El final de la Guerra Fría tuvo más que ver con el derrumbe de la hegemonía liberal. El otro gran partido, el Socialista, se opuso siempre a la política de Estados Unidos, y de triunfar podría forjar nuevos vínculos no deseados con la ex URSS o con China. Hoy esa preocupación quedó atrás. Pero la
nueva constelación política en el poder es, de sí, inestable, y muy lejos del bipartidismo de EE.UU. La gran novedad de los últimos meses es que el poder político, con todas sus contradicciones, está recortando el poder de la burocracia de servidores públicos, que era la que, tradicionalmente,
formulaba las políticas. Desde que el ministro de Industria y Comercio Internacional provocó la renuncia del director general del MITI, responsable de la formulación de estrategias industriales y uno de los más poderosos servidores públicos del país, se dejó sentado que los políticos no están
dispuestos a tolerar una fuente paralela de poder en las decisiones gubernamentales.
Está claro que hay una reforma política en marcha, pero el resultado no será un espejo de las democracias occidentales, sino que la tradición, la cultural y la historia japonesas dejarán su impronta en este proceso.
EL ETERNO SUPERAVIT.
Estados Unidos viene reclamando medidas para reducir el déficit en el comercio con Japón desde hace dos décadas. El superávit japonés sigue avanzando. Todo primer ministro de Japón ha demostrado la misma habilidad que un hábil jugador de fútbol para esquivar a sus rivales. No hay
oposición frontal, sí muchas promesas, pero poco resultados. Hay un cambio en este tradicional escenario. En la última cumbre bilateral en Washington no hubo medias palabras. Japón se negó a las demandas estadounidenses. Justo cuando hay una nueva militancia comercial del gobierno del Bill Clinton, que se apresta a reponer la vigencia de la “super cláusula” 301, que permite adoptar
represalias comerciales unilaterales (opuestas al espíritu y a la letra del GATT). El secretario del Tesoro, Lloyd Bentson, ha sido duro sobre este tema: el superávit japonés conspira contra el crecimiento mundial. El secretario de Comercio, Ron Brown, dijo que a partir de ahora cada acuerdo con Japón debe tener un mecanismo para medir la ganancia efectiva en la reducción de la ventaja japonesa. Ahora que Estados Unidos logró cerrar el acuerdo del NAFTA, que se llegará a un acuerdo en la Ronda Uruguay del GATT y que parece armar una nueva relación con los países del sudeste asiático, se concentrará en poner mayor presión sobre Tokio.
El objetivo declarado de Micky Kantor, el representante comercial de EE.UU., es reducir a la mitad el déficit que su país tiene con Japón y lograr una explícita apertura del mercado nipón a productos extranjeros.

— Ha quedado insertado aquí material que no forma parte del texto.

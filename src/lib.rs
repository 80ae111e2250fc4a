//! # chaos-posts
//!
//! HTTP service exposing CRUD on a single `posts` table, built to exercise
//! the cross-cutting concerns around every request:
//!
//! - a trace segment per request, with a sub-segment per data operation;
//! - fault injection that rejects a configurable share of requests so
//!   clients can prove their retry logic;
//! - a connection pool created on first use, with every connection
//!   returned on every exit path.
//!
//! ## Architecture
//!
//! ```text
//! Client
//!     │
//!     ├── trace_segments (middleware/)     open segment, record status
//!     ├── inject_faults  (middleware/)     maybe reject before handler
//!     │
//!     ├── REST Handlers (api/)             one sub-segment per operation
//!     │
//!     ├── PostStore (persistence/)         PostgreSQL or in-memory
//!     ├── LazyPool + SecretStore
//!     │
//!     └── SegmentSink (telemetry/)         log, UDP daemon, or memory
//! ```

pub mod api;
pub mod app_state;
pub mod config;
pub mod error;
pub mod middleware;
pub mod persistence;
pub mod telemetry;
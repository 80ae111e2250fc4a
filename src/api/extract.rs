//! Request extractors that reject with [`ServiceError`].

use axum::extract::{FromRequestParts, Path};
use axum::http::request::Parts;

use crate::error::ServiceError;

/// The `{pid}` segment of `/posts/{pid}`.
///
/// A non-integer or out-of-range id is rejected with
/// [`ServiceError::InvalidPathParam`] and the usual JSON error body.
#[derive(Debug, Clone, Copy, PartialEq, Eq)]
pub struct PostId(pub i32);

impl<S> FromRequestParts<S> for PostId
where
    S: Send + Sync,
{
    type Rejection = ServiceError;

    async fn from_request_parts(parts: &mut Parts, state: &S) -> Result<Self, Self::Rejection> {
        let Path(pid) = Path::<i32>::from_request_parts(parts, state).await?;
        Ok(Self(pid))
    }
}
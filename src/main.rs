//! chaos-posts server entry point.
//!
//! Loads configuration, wires the store, tracer and fault injector, and
//! serves until Ctrl-C or SIGTERM. The connection pool is closed once,
//! after in-flight requests have drained.

use std::sync::Arc;

use anyhow::Context;

use chaos_posts::api;
use chaos_posts::app_state::AppState;
use chaos_posts::config::{SecretSource, ServiceConfig, StoreBackend};
use chaos_posts::middleware::FaultInjector;
use chaos_posts::persistence::{
    EnvSecretStore, FileSecretStore, InMemoryPostStore, LazyPool, PostStore, PostgresPostStore,
    SecretStore,
};
use chaos_posts::telemetry::{self, DaemonSink, LogSink, SegmentSink, Tracer};

#[tokio::main]
async fn main() -> anyhow::Result<()> {
    // Load configuration
    let config = ServiceConfig::from_env()?;
    telemetry::init_logging(config.log_format);
    tracing::info!(addr = %config.listen_addr, backend = ?config.store_backend, "starting chaos-posts");

    // Build persistence layer
    let store: Arc<dyn PostStore> = match config.store_backend {
        StoreBackend::Postgres => {
            let secrets: Arc<dyn SecretStore> = match &config.secret_source {
                SecretSource::Env => Arc::new(EnvSecretStore),
                SecretSource::File(dir) => Arc::new(FileSecretStore::new(dir)),
            };
            let pool = LazyPool::new(config.pool.clone(), secrets);
            Arc::new(PostgresPostStore::new(pool, config.statement_timeout))
        }
        StoreBackend::Memory => Arc::new(InMemoryPostStore::new(
            usize::try_from(config.pool.max_connections).unwrap_or(usize::MAX),
            config.pool.acquire_timeout,
        )),
    };

    // Build tracing backend
    let sink: Arc<dyn SegmentSink> = match config.trace_daemon_addr {
        Some(daemon) => Arc::new(
            DaemonSink::connect(daemon).context("binding trace daemon socket failed")?,
        ),
        None => Arc::new(LogSink),
    };
    let tracer = Tracer::new(&config.trace_service_name, sink);

    let fault_injector = Arc::new(FaultInjector::new(config.chaos.clone()));
    tracing::info!(
        enabled = config.chaos.enabled,
        threshold = config.chaos.threshold,
        exempt = %config.chaos.exempt_marker,
        seeded = config.chaos.seed.is_some(),
        "fault injection configured"
    );

    // Build application state and router
    let app_state = AppState {
        store: Arc::clone(&store),
        tracer,
        fault_injector,
    };
    let app = api::build_router(app_state);

    // Start server
    let listener = tokio::net::TcpListener::bind(config.listen_addr)
        .await
        .with_context(|| format!("binding {} failed", config.listen_addr))?;
    tracing::info!(addr = %config.listen_addr, "server listening");

    axum::serve(listener, app)
        .with_graceful_shutdown(shutdown_signal())
        .await?;

    store.close().await;
    tracing::info!("shutdown complete");
    Ok(())
}

/// Resolves on Ctrl-C or SIGTERM.
async fn shutdown_signal() {
    let ctrl_c = async {
        if let Err(err) = tokio::signal::ctrl_c().await {
            tracing::warn!(error = %err, "Ctrl-C handler unavailable");
            std::future::pending::<()>().await;
        }
    };

    #[cfg(unix)]
    let terminate = async {
        match tokio::signal::unix::signal(tokio::signal::unix::SignalKind::terminate()) {
            Ok(mut signal) => {
                signal.recv().await;
            }
            Err(err) => {
                tracing::warn!(error = %err, "SIGTERM handler unavailable");
                std::future::pending::<()>().await;
            }
        }
    };

    #[cfg(not(unix))]
    let terminate = std::future::pending::<()>();

    tokio::select! {
        () = ctrl_c => tracing::warn!("received Ctrl-C, shutting down"),
        () = terminate => tracing::warn!("received SIGTERM, shutting down"),
    }
}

Si siempre fue difícil para Japón satisfacer las demandas de Washington, en esta oportunidad encuentra al país en su peor circunstancia en décadas.
El superávit japonés de 1993 ronda los US$ 120 mil millones, y en este año puede ascender a US$ 140 mil millones. La balanza comercial favorable con EE.UU. es de US$ 50 mil millones. Los japoneses recuerdan que el superávit se redujo sustancialmente a finales de los ´80, pero con consecuencias dañinas, como la ola especulativa que se desarrolló en el mercado inmobiliario local y en el valor de las acciones.
Visión diferente.
La Prosperidad del Este de Asia.
La economía global, el comercio internacional, los grandes bloques comerciales, son motivo de análisis constante por parte de las mejores cabezas de Europa y Estados Unidos. Con esa visión estamos familiarizados. Pero, ¿cómo ven los nuevos desarrollos los protagonistas de los mayores
éxitos recientes, los que comandan las economías emergentes del este asiático? Es tiempo de conocer ese enfoque. El primer ministro de Malasia, Mahathir Bin Mohammed, condensó esta diferente manera de aproximarse a las mismas cuestiones en un reciente ensayo publicado en New Perspectives Quarterly. Estas son sus principales conclusiones:
* Una región pacífica y progresista en el este de Asia (el antiguo Lejano Oriente de los europeos) no parece tan bien recibida como la prosperidad de Alemania e Italia, que fueron los socios del Eje durante la Segunda Guerra Mundial.
* Aparte de tratar de imponer en el área el modelo de democracia común en Europa y EE.UU., estos países han intentado restar competencia a los países asiáticos del este.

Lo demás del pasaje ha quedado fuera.